• **Information provided**:
++++++

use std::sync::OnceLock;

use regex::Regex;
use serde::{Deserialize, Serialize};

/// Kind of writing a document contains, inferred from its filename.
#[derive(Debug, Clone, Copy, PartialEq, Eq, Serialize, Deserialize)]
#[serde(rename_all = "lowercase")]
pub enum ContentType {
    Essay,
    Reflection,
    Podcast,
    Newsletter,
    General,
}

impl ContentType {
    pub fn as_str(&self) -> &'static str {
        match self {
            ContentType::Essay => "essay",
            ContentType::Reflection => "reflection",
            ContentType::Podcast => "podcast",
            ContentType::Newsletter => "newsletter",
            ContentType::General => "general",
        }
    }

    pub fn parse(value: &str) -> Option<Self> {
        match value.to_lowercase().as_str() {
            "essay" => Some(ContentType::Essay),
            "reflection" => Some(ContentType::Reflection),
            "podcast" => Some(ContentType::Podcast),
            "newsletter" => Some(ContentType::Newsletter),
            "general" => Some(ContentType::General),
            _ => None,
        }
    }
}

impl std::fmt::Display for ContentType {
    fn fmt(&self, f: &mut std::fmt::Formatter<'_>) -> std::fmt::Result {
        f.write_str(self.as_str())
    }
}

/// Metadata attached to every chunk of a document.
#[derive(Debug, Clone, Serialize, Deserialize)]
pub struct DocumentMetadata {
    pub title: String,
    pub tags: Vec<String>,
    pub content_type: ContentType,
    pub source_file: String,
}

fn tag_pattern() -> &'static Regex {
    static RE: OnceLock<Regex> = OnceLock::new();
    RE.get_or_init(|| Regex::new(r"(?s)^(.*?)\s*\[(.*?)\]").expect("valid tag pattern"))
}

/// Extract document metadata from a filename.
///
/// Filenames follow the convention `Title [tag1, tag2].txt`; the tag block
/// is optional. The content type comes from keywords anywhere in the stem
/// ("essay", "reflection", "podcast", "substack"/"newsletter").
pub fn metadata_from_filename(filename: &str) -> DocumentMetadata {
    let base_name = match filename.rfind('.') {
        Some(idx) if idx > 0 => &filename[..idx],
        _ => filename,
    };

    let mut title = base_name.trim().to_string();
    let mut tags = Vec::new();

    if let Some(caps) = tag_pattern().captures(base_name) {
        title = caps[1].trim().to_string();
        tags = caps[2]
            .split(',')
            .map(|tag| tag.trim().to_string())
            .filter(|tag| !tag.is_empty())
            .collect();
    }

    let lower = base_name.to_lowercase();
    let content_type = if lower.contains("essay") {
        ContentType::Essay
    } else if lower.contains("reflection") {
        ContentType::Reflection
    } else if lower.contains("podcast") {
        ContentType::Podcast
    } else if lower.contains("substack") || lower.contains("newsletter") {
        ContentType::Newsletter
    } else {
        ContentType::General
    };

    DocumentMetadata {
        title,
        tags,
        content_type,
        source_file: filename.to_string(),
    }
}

++++++

• **About this task**: Search the material above for the string "trim". Show every line that holds it.

• **Expected output**:
    let mut title = base_name.trim().to_string();
        title = caps[1].trim().to_string();
            .map(|tag| tag.trim().to_string())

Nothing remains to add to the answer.